» **Supplied information**
======
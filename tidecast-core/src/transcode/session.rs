//! Transcoding session: lifecycle state machine and output channel.
//!
//! An engine owns the [`SessionHandle`] side and pushes events and output
//! chunks into it; the request owns the [`TranscodeSession`] side. Dropping
//! the session's output half cancels the handle's token, which every engine
//! task observes.

use std::pin::Pin;
use std::task::{Context, Poll};

use bytes::Bytes;
use futures::Stream;
use tokio::sync::mpsc;
use tokio_util::sync::{CancellationToken, DropGuard};
use tracing::{debug, warn};
use uuid::Uuid;

use super::progress::Progress;
use super::{TranscodeError, TranscodeResult};

/// Capacity of the lifecycle event channel.
const EVENT_BUFFER: usize = 32;

/// Slots held back from progress events so lifecycle events always fit.
const LIFECYCLE_RESERVE: usize = 2;

/// States of a single transcoding attempt.
#[derive(Debug, Clone, Copy, PartialEq, Eq)]
pub enum SessionState {
    Starting,
    Running,
    Completed,
    Failed,
}

/// Lifecycle notifications emitted by an engine.
#[derive(Debug, Clone, PartialEq)]
pub enum SessionEvent {
    /// The engine accepted its configuration and is consuming input.
    Started,
    /// Advisory progress; never drives control flow.
    Progress(Progress),
    /// Output was flushed and the engine exited cleanly.
    Completed,
    /// The engine, the input or a deadline failed the session.
    Failed { reason: String },
}

impl SessionState {
    /// Applies `event` and returns the resulting state.
    ///
    /// Terminal states absorb every event. Events that are not valid from the
    /// current state leave it unchanged.
    pub fn apply(self, event: &SessionEvent) -> SessionState {
        use SessionEvent as E;
        use SessionState as S;

        match (self, event) {
            (S::Starting, E::Started) => S::Running,
            (S::Running, E::Progress(_)) => S::Running,
            (S::Running, E::Completed) => S::Completed,
            (S::Starting | S::Running, E::Failed { .. }) => S::Failed,
            (state, event) => {
                if !state.is_terminal() {
                    debug!(?state, ?event, "Ignoring out-of-order session event");
                }
                state
            }
        }
    }

    pub fn is_terminal(self) -> bool {
        matches!(self, SessionState::Completed | SessionState::Failed)
    }
}

/// Opens the two halves of a session.
pub fn open(id: Uuid, output_buffer: usize) -> (SessionHandle, TranscodeSession) {
    let (event_tx, event_rx) = mpsc::channel(EVENT_BUFFER);
    let (output_tx, output_rx) = mpsc::channel(output_buffer.max(1));
    let cancel = CancellationToken::new();

    let handle = SessionHandle {
        id,
        events: event_tx,
        output: output_tx,
        cancel: cancel.clone(),
    };

    let session = TranscodeSession {
        events: SessionEvents {
            id,
            state: SessionState::Starting,
            rx: event_rx,
        },
        output: SessionOutput {
            rx: output_rx,
            cancel: cancel.clone(),
            _guard: cancel.drop_guard(),
        },
    };

    (handle, session)
}

/// Engine-side half of a session.
#[derive(Debug, Clone)]
pub struct SessionHandle {
    id: Uuid,
    events: mpsc::Sender<SessionEvent>,
    output: mpsc::Sender<TranscodeResult<Bytes>>,
    cancel: CancellationToken,
}

impl SessionHandle {
    pub fn id(&self) -> Uuid {
        self.id
    }

    /// Token cancelled when the client goes away or the session is cancelled.
    pub fn cancellation(&self) -> &CancellationToken {
        &self.cancel
    }

    pub fn is_cancelled(&self) -> bool {
        self.cancel.is_cancelled()
    }

    /// Emits a lifecycle event. Never blocks.
    pub fn emit(&self, event: SessionEvent) {
        if let Err(mpsc::error::TrySendError::Full(event)) = self.events.try_send(event) {
            warn!(session = %self.id, ?event, "Session event dropped, channel full");
        }
    }

    /// Emits progress if there is room left beyond the lifecycle reserve.
    pub fn progress(&self, progress: Progress) {
        if self.events.capacity() > LIFECYCLE_RESERVE {
            let _ = self.events.try_send(SessionEvent::Progress(progress));
        }
    }

    /// Sends one output chunk, waiting while the client is behind.
    ///
    /// Returns `false` once the session is cancelled or the client is gone;
    /// the caller should stop producing.
    pub async fn send_chunk(&self, chunk: Bytes) -> bool {
        tokio::select! {
            biased;
            _ = self.cancel.cancelled() => false,
            sent = self.output.send(Ok(chunk)) => {
                if sent.is_err() {
                    self.cancel.cancel();
                }
                sent.is_ok()
            }
        }
    }

    /// Terminates the output stream with an error.
    pub async fn fail_output(&self, reason: &str) {
        let error = TranscodeError::Failed {
            reason: reason.to_string(),
        };
        tokio::select! {
            biased;
            _ = self.cancel.cancelled() => {}
            _ = self.output.send(Err(error)) => {}
        }
    }
}

/// Request-side half of a session.
#[derive(Debug)]
pub struct TranscodeSession {
    events: SessionEvents,
    output: SessionOutput,
}

impl TranscodeSession {
    pub fn id(&self) -> Uuid {
        self.events.id
    }

    /// Waits for the next lifecycle event; `None` once the engine is done.
    pub async fn next_event(&mut self) -> Option<SessionEvent> {
        self.events.next_event().await
    }

    /// Waits for the next output chunk; `None` at end of output.
    pub async fn next_chunk(&mut self) -> Option<TranscodeResult<Bytes>> {
        self.output.next_chunk().await
    }

    pub fn state(&self) -> SessionState {
        self.events.state
    }

    /// Stops the engine and releases the input.
    pub fn cancel(&self) {
        self.output.cancel();
    }

    /// Splits the session so events and output can be consumed independently.
    pub fn into_parts(self) -> (SessionEvents, SessionOutput) {
        (self.events, self.output)
    }
}

/// Lifecycle half of a [`TranscodeSession`].
#[derive(Debug)]
pub struct SessionEvents {
    id: Uuid,
    state: SessionState,
    rx: mpsc::Receiver<SessionEvent>,
}

impl SessionEvents {
    pub fn id(&self) -> Uuid {
        self.id
    }

    pub fn state(&self) -> SessionState {
        self.state
    }

    pub async fn next_event(&mut self) -> Option<SessionEvent> {
        let event = self.rx.recv().await?;
        self.state = self.state.apply(&event);
        Some(event)
    }
}

/// Output half of a [`TranscodeSession`]; cancels the session when dropped.
#[derive(Debug)]
pub struct SessionOutput {
    rx: mpsc::Receiver<TranscodeResult<Bytes>>,
    cancel: CancellationToken,
    _guard: DropGuard,
}

impl SessionOutput {
    pub async fn next_chunk(&mut self) -> Option<TranscodeResult<Bytes>> {
        self.rx.recv().await
    }

    pub fn cancel(&self) {
        self.cancel.cancel();
    }
}

impl Stream for SessionOutput {
    type Item = TranscodeResult<Bytes>;

    fn poll_next(mut self: Pin<&mut Self>, cx: &mut Context<'_>) -> Poll<Option<Self::Item>> {
        self.rx.poll_recv(cx)
    }
}
//! Format probing over the head of an upstream stream, or the live stream itself.

use std::path::PathBuf;
use std::process::Stdio;
use std::time::Duration;

use bytes::Bytes;
use futures::{StreamExt, stream};
use thiserror::Error;
use tokio::io::AsyncWriteExt;
use tokio::process::{ChildStdin, Command};
use tracing::{Instrument, debug, warn};

use super::metadata::{FfprobeOutput, MediaMetadata};
use crate::config::ProbeConfig;
use crate::source::ByteStream;

/// Errors raised while extracting metadata.
#[derive(Debug, Error)]
pub enum ProbeError {
    /// The container could not be parsed.
    #[error("Probe failed: {reason}")]
    Failed {
        /// Why the probe failed (truncated, unsupported, corrupt, timed out).
        reason: String,
    },
}

/// Result type for probe operations.
pub type ProbeResult<T> = Result<T, ProbeError>;

/// Extracts [`MediaMetadata`] from media bytes.
#[async_trait::async_trait]
pub trait FormatProber: Send + Sync {
    /// Probes `head`, which holds the leading bytes of the source.
    ///
    /// # Errors
    ///
    /// - `ProbeError::Failed` - Container could not be parsed from the head
    async fn probe(&self, head: Bytes) -> ProbeResult<MediaMetadata>;

    /// Probes a live source, reading only as far as the container needs.
    ///
    /// Files whose index trails the media data are read up to the index.
    /// The stream is dropped once metadata is known.
    ///
    /// # Errors
    ///
    /// - `ProbeError::Failed` - Container could not be parsed from the stream
    async fn probe_stream(&self, input: ByteStream) -> ProbeResult<MediaMetadata>;
}

/// Prober backed by the `ffprobe` CLI reading from its stdin.
#[derive(Debug, Clone)]
pub struct FfprobeProber {
    ffprobe_path: PathBuf,
    timeout: Duration,
}

impl FfprobeProber {
    /// Creates a prober from probe configuration.
    pub fn new(config: &ProbeConfig) -> Self {
        Self {
            ffprobe_path: config.ffprobe_path.clone(),
            timeout: config.timeout,
        }
    }

    /// Whether the ffprobe binary can be started.
    pub async fn is_available(&self) -> bool {
        Command::new(&self.ffprobe_path)
            .arg("-version")
            .stdin(Stdio::null())
            .stdout(Stdio::null())
            .stderr(Stdio::null())
            .status()
            .await
            .map(|status| status.success())
            .unwrap_or(false)
    }

    /// `probe_size` caps how much ffprobe analyses; `None` keeps its default
    /// so containers can be read through to a trailing index.
    fn build_args(probe_size: Option<usize>) -> Vec<String> {
        let mut args = vec![
            "-hide_banner".to_string(),
            "-v".to_string(),
            "error".to_string(),
        ];
        if let Some(size) = probe_size {
            args.push("-probesize".to_string());
            args.push(size.max(32).to_string());
        }
        args.extend(
            [
                "-print_format",
                "json",
                "-show_format",
                "-show_streams",
                "-i",
                "pipe:0",
            ]
            .map(String::from),
        );
        args
    }

    async fn run(
        &self,
        input: ByteStream,
        probe_size: Option<usize>,
    ) -> ProbeResult<FfprobeOutput> {
        let mut child = Command::new(&self.ffprobe_path)
            .args(Self::build_args(probe_size))
            .stdin(Stdio::piped())
            .stdout(Stdio::piped())
            .stderr(Stdio::piped())
            .kill_on_drop(true)
            .spawn()
            .map_err(|e| ProbeError::Failed {
                reason: format!("failed to start ffprobe: {e}"),
            })?;

        let stdin = child.stdin.take().ok_or_else(|| ProbeError::Failed {
            reason: "ffprobe stdin not captured".to_string(),
        })?;
        let feeder = tokio::spawn(feed(input, stdin).in_current_span());

        let waited = tokio::time::timeout(self.timeout, child.wait_with_output()).await;
        // Drops the source stream, closing the upstream connection
        feeder.abort();

        let output = waited
            .map_err(|_| ProbeError::Failed {
                reason: format!("ffprobe timed out after {}s", self.timeout.as_secs()),
            })?
            .map_err(|e| ProbeError::Failed {
                reason: format!("failed to wait for ffprobe: {e}"),
            })?;

        let stderr = String::from_utf8_lossy(&output.stderr);
        if !output.status.success() {
            let reason = stderr
                .lines()
                .rev()
                .find(|l| !l.trim().is_empty())
                .unwrap_or("unrecognised or truncated container")
                .trim()
                .to_string();
            warn!(status = %output.status, "ffprobe rejected input: {}", reason);
            return Err(ProbeError::Failed { reason });
        }

        serde_json::from_slice(&output.stdout).map_err(|e| ProbeError::Failed {
            reason: format!("unreadable ffprobe output: {e}"),
        })
    }
}

/// Copies `input` into ffprobe until either side ends.
async fn feed(mut input: ByteStream, mut stdin: ChildStdin) {
    let mut fed = 0usize;
    while let Some(chunk) = input.next().await {
        let chunk = match chunk {
            Ok(chunk) => chunk,
            Err(e) => {
                warn!(fed, "Source failed during probe: {}", e);
                return;
            }
        };
        // ffprobe stops reading once it has seen enough, so a broken pipe here is normal
        if let Err(e) = stdin.write_all(&chunk).await {
            debug!(fed, "ffprobe closed stdin early: {}", e);
            return;
        }
        fed += chunk.len();
    }
    debug!(fed, "Source exhausted during probe");
}

fn into_metadata(output: FfprobeOutput) -> ProbeResult<MediaMetadata> {
    if output.streams.is_empty() {
        return Err(ProbeError::Failed {
            reason: "no media streams found".to_string(),
        });
    }

    let metadata = MediaMetadata::from_ffprobe(&output);
    debug!(
        container = %metadata.container_format,
        video = ?metadata.video_codec,
        audio = ?metadata.audio_codec,
        "Probe complete"
    );
    Ok(metadata)
}

#[async_trait::async_trait]
impl FormatProber for FfprobeProber {
    async fn probe(&self, head: Bytes) -> ProbeResult<MediaMetadata> {
        if head.is_empty() {
            return Err(ProbeError::Failed {
                reason: "source is empty".to_string(),
            });
        }

        let probe_size = head.len();
        let input: ByteStream = stream::iter([Ok(head)]).boxed();
        into_metadata(self.run(input, Some(probe_size)).await?)
    }

    async fn probe_stream(&self, input: ByteStream) -> ProbeResult<MediaMetadata> {
        into_metadata(self.run(input, None).await?)
    }
}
======
» **Exercise instructions**
Wherever the word "SessionEvents" appears in the listing above, copy that line.

» **Answer space**
        events: SessionEvents {
    events: SessionEvents,
    pub fn into_parts(self) -> (SessionEvents, SessionOutput) {
pub struct SessionEvents {
impl SessionEvents {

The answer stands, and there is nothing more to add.